Now, this opens up to a whole realm of dangers and inconveniences, such as counterfeiting, cheating, or copying. This money is essentially a piece of software, and adequate safety measures must be put in place.

Say hello to Bitcoin’s main component, a place called “the blockchain”— a publicly accessible ledger, similar to an old-fashioned ledger book, where every Bitcoin transaction is permanently and irreversibly recorded.
You heard that right: anytime you send Bitcoin to your friend, it will be forever imprinted into the system, on the blockchain, where anyone is able to “look around”, if you will.

That’s basically what that is: a very long list of transactions dating back from 2009 and updated with new transactions every 10 minutes.
The blockchain is like the sun in our solar system, and everything, in the Bitcoin ecosystem, revolves around it.

Another serious issue that may arise now is: how do I know that these transactions are genuine? Have they been faked? Who tells me that my Bitcoin is real and not a cheap imitation, just like fake notes?
Excellent question!

Bitcoin, as a whole, rewards hard work, transparency and, on the other hand, is incredibly strong and resilient — almost bulletproof — when it comes to fraud, manipulation, and corruption.
Keeping the system free from those nasty shenanigans is hard work.

Maintaining” the blockchain and preserving its pristine attributes is only accessible to those who, via tremendous energy consumption in the form of computer power, are willing to partake in the process.
They are the miners: individuals that, through a complex process of advanced problem-solving, are in charge of publishing Bitcoin transactions on the blockchain. Every time they do that, the system rewards them with some newly minted Bitcoin.

Now, this may sound trivial or insignificant to you, but I invite you to reflect on its sheer importance.
On the surface, Bitcoin is easy.
I send you some, you receive it, and our transaction is forever stored on the blockchain.

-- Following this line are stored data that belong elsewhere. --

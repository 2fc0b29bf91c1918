use sha2::{Digest, Sha256};

/// Lowercase hex SHA-256 of `bytes`.
#[must_use]
pub fn sha256_hex(bytes: impl AsRef<[u8]>) -> String {
    let digest = Sha256::digest(bytes.as_ref());
    digest.iter().map(|b| format!("{b:02x}")).collect()
}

Every single one of those 1.2 billion (and growing) transactions that are recorded there are 100% authentic. Yes, you are absolutely guaranteed that what you see on the blockchain has first gone through a serious process of validation.
As we just said, that’s partly thanks to the miners.
Partly — because there are other big players in the game, and those are called “the nodes”.

Nodes are like superheroes, and their job is so incredibly important it’s hard to put into words. They are the reason Bitcoin is known as a decentralized system.
We are getting to the heart of Bitcoin. This is indeed what made me fall in love with it, as a person that has always valued concepts such as liberty and independence.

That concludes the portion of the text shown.